The delays make life hard for travel advisors. Many have clients who want to be among the first to experience new vessels. Some agents are themselves booked on inaugural cruises in order to better evaluate new ships for clients.
When ships are delayed and inaugural plans cancelled, it is hard to explain to clients who have blocked out time off and who have high expectations that they will be the first to sample the ships.
"When it hurts the advisors, of course, it hurts us," said Ann Chamberlin, vice president of sales at Scenic, which christened its 200-passenger Scenic Eclipse expedition yacht in New York on Sept. 10.
The ship, built in Croatia, was delayed not once but several times. All a line can do, Chamberlin said, is protect agent commissions, re-accommodate passengers and beg both groups for understanding.
The delivery of the Scenic Eclipse was hurt by multiple issues, including worker strikes, financial malfeasance, management turnover and frozen bank accounts. In February, Scenic owner Glen Moroney invested in Uljanik Shipyard in Pula, Croatia, along with Croatia's DIV Group and Italy's Fincantieri to get the ship finished.
Scenic is not the only line to become a shipyard owner. After delays on its 530-passenger Roald Amundsen last year, Hurtigruten bought the Kleven shipyard in Norway to expedite the project.
In March, Hapag-Lloyd cancelled the first two scheduled cruises of the expedition ship Hanseatic Nature because of delayed delivery from the Vard shipyard in Norway. Fincantieri, which owns Vard, said in its most recent financial report that reorganization of Vard is a top priority and that some of its best Italian employees have been assigned to the job.
Lawrence Rapp, a principal at Seawise Consulting, said that many small yards are better prepared to build simpler ships.
In general, Rapp said, "these small yards are not aware of just how complex the projects really are. To get a prototype fully approved by [country] flag and class take much more time than they would anticipate because you have to go through impact-stability calculations, damage-stability calculations. And each time you make adjustments to one of these things, it affects the others and also the functionality of the ship itself."
In addition, small ships are more often designs from prototypes, rather than copies of previous ships.
"When Carnival or Royal Caribbean are building ships, they will build five, six, eight, 10 of the same class," Rapp said. "Once the calculations have been gone through and the design has been accepted, it's a whole lot easier to plan going forward."
Moreover, small yards sometimes have to bring in workers who have cruise experience.
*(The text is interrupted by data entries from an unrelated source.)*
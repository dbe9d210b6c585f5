// storefront/src/web/handlers/auth_handlers.rs

use actix_web::{web, HttpResponse};
use serde::Deserialize;
use serde_json::json;
use storefront_flow::{ContextData, PipelineResult};
use tracing::{info, instrument, warn};

use crate::errors::AppError;
use crate::models::UserView;
use crate::pipelines::contexts::{
  ConfirmEmailCtxData, PasswordResetCtxData, PasswordResetRequestCtxData, SigninCtxData, SignupCtxData,
  UpdatePasswordCtxData,
};
use crate::state::AppState;
use crate::web::extractors::CurrentSession;

#[derive(Deserialize, Debug)]
pub struct SignupRequestPayload {
  pub username: String,
  pub email: String,
  pub password: String,
  pub confirm_password: String,
}

#[derive(Deserialize, Debug)]
pub struct SigninRequestPayload {
  pub email: String,
  pub password: String,
}

#[derive(Deserialize, Debug)]
pub struct ResetRequestPayload {
  pub email: String,
}

#[derive(Deserialize, Debug)]
pub struct NewPasswordPayload {
  pub password: String,
  pub confirm_password: String,
}

#[derive(Deserialize, Debug)]
pub struct UpdatePasswordPayload {
  pub current_password: String,
  pub password: String,
  pub confirm_password: String,
}

/// A flow that stops early has not done its job.
fn require_completed(result: PipelineResult, flow: &str) -> Result<(), AppError> {
  match result {
    PipelineResult::Completed => Ok(()),
    PipelineResult::Stopped => {
      warn!(flow, "Pipeline was stopped by a handler.");
      Err(AppError::PipelineHaltedByHandler)
    }
  }
}

#[instrument(
    name = "handler::signup",
    skip(app_state, req_payload),
    fields(req_email = %req_payload.email)
)]
pub async fn signup_handler(
  app_state: web::Data<AppState>,
  req_payload: web::Json<SignupRequestPayload>,
) -> Result<HttpResponse, AppError> {
  let payload = req_payload.into_inner();
  let ctx = ContextData::new(SignupCtxData {
    app_state: app_state.get_ref().clone(),
    username: payload.username,
    email: payload.email,
    password: payload.password,
    confirm_password: payload.confirm_password,
    created_user: None,
    confirm_token: None,
    confirmation_sent: false,
  });

  let result = app_state.flows.run(ctx.clone()).await?;
  require_completed(result, "signup")?;

  let guard = ctx.read();
  let user = guard
    .created_user
    .as_ref()
    .ok_or_else(|| AppError::Internal("Signup completed without creating a user.".to_string()))?;
  info!(user_id = %user.id, confirmation_sent = guard.confirmation_sent, "Signup successful.");
  Ok(HttpResponse::Created().json(json!({
      "message": "Your account has been created! A confirmation email has been sent via email.",
      "user": UserView::from(user),
      "confirmation_sent": guard.confirmation_sent,
  })))
}

#[instrument(name = "handler::confirm_email", skip(app_state, path))]
pub async fn confirm_email_handler(
  app_state: web::Data<AppState>,
  path: web::Path<String>,
) -> Result<HttpResponse, AppError> {
  let ctx = ContextData::new(ConfirmEmailCtxData {
    app_state: app_state.get_ref().clone(),
    token: path.into_inner(),
    user_id: None,
    already_confirmed: false,
  });

  let result = app_state.flows.run(ctx.clone()).await?;
  require_completed(result, "confirm_email")?;

  let message = if ctx.read().already_confirmed {
    "Account already confirmed. Please login."
  } else {
    "You have confirmed your account. Thanks!"
  };
  Ok(HttpResponse::Ok().json(json!({ "message": message })))
}

#[instrument(
    name = "handler::login",
    skip(app_state, req_payload),
    fields(req_email = %req_payload.email)
)]
pub async fn login_handler(
  app_state: web::Data<AppState>,
  req_payload: web::Json<SigninRequestPayload>,
) -> Result<HttpResponse, AppError> {
  let payload = req_payload.into_inner();
  let ctx = ContextData::new(SigninCtxData {
    app_state: app_state.get_ref().clone(),
    email: payload.email,
    password: payload.password,
    user: None,
    session_token: None,
  });

  let result = app_state.flows.run(ctx.clone()).await?;
  require_completed(result, "signin")?;

  let guard = ctx.read();
  let (Some(user), Some(token)) = (guard.user.as_ref(), guard.session_token.clone()) else {
    return Err(AppError::Auth("Signin completed without session token generation.".to_string()));
  };
  info!(user_id = %user.id, "Signin successful.");
  Ok(HttpResponse::Ok().json(json!({
      "token": token,
      "user": UserView::from(user),
  })))
}

/// Releases the cart and ends the session.
#[instrument(name = "handler::logout", skip(app_state, current), fields(user_id = %current.user_id))]
pub async fn logout_handler(
  app_state: web::Data<AppState>,
  current: CurrentSession,
) -> Result<HttpResponse, AppError> {
  current.release_cart(app_state.catalog.as_ref()).await?;
  app_state.sessions.close(&current.token);
  info!("Session closed.");
  Ok(HttpResponse::Ok().json(json!({ "message": "Logged out." })))
}

#[instrument(
    name = "handler::request_password_reset",
    skip(app_state, req_payload),
    fields(req_email = %req_payload.email)
)]
pub async fn request_password_reset_handler(
  app_state: web::Data<AppState>,
  req_payload: web::Json<ResetRequestPayload>,
) -> Result<HttpResponse, AppError> {
  let ctx = ContextData::new(PasswordResetRequestCtxData {
    app_state: app_state.get_ref().clone(),
    email: req_payload.into_inner().email,
    user: None,
    reset_token: None,
  });

  let result = app_state.flows.run(ctx).await?;
  require_completed(result, "password_reset_request")?;

  Ok(HttpResponse::Ok().json(json!({
      "message": "An email has been sent with instructions to reset your password."
  })))
}

#[instrument(name = "handler::reset_password", skip(app_state, path, req_payload))]
pub async fn reset_password_handler(
  app_state: web::Data<AppState>,
  path: web::Path<String>,
  req_payload: web::Json<NewPasswordPayload>,
) -> Result<HttpResponse, AppError> {
  let payload = req_payload.into_inner();
  let ctx = ContextData::new(PasswordResetCtxData {
    app_state: app_state.get_ref().clone(),
    token: path.into_inner(),
    password: payload.password,
    confirm_password: payload.confirm_password,
    user_id: None,
  });

  let result = app_state.flows.run(ctx).await?;
  require_completed(result, "password_reset")?;

  Ok(HttpResponse::Ok().json(json!({
      "message": "Your password has been updated! You are now able to log in"
  })))
}

#[instrument(name = "handler::update_password", skip(app_state, current, req_payload), fields(user_id = %current.user_id))]
pub async fn update_password_handler(
  app_state: web::Data<AppState>,
  current: CurrentSession,
  req_payload: web::Json<UpdatePasswordPayload>,
) -> Result<HttpResponse, AppError> {
  let payload = req_payload.into_inner();
  let ctx = ContextData::new(UpdatePasswordCtxData {
    app_state: app_state.get_ref().clone(),
    user_id: current.user_id,
    current_password: payload.current_password,
    new_password: payload.password,
    confirm_password: payload.confirm_password,
    stored_hash: None,
  });

  let result = app_state.flows.run(ctx).await?;
  require_completed(result, "update_password")?;

  Ok(HttpResponse::Ok().json(json!({ "message": "Your password has been updated!" })))
}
"If you're a small yard and you're undertaking a project that is an order of magnitude bigger than anything you've ever done before, you're probably bringing in a lot of people who are not used to you, and you're not used to them, and relationships can be difficult to maintain," Rapp said.
Daniel Schaefer, CEO of Sea Cloud Cruises, is currently building a 136-passenger ship at Metalships & Docks shipyard in Vigo, Spain. The project has been in the works since 2008 when it was at another shipyard that went bankrupt.
"Most of the time it's that the yards have no experience in what they’re doing," Schaefer said.
Small-ship owners are forced to work with them because getting a slot at one of the big yards is next to impossible.
"Going to Meyer Werft in Germany, you get a slot in 10 years," he said. "So you have to go to some inexperienced yards and see if you get a berth there."
One common stumbling block is weight, Schaefer said. And then there's interior craftsmanship. "That creates a lot of problems. They come at the end because interior work is done at the end. And if you find out that it's not the quality you were expecting, you don't have much time to correct it."
Schaefer said Sea Cloud made its mistakes on a ship built in 2001 and is confident that the Sea Cloud Spirit will be ready for its August 2020 debut. He said the ship is already in the water at the proper weight and ready to be finished.
"Looking at the mock-up quality work, we're pretty sure our interior workers will do a good job," Schaefer said.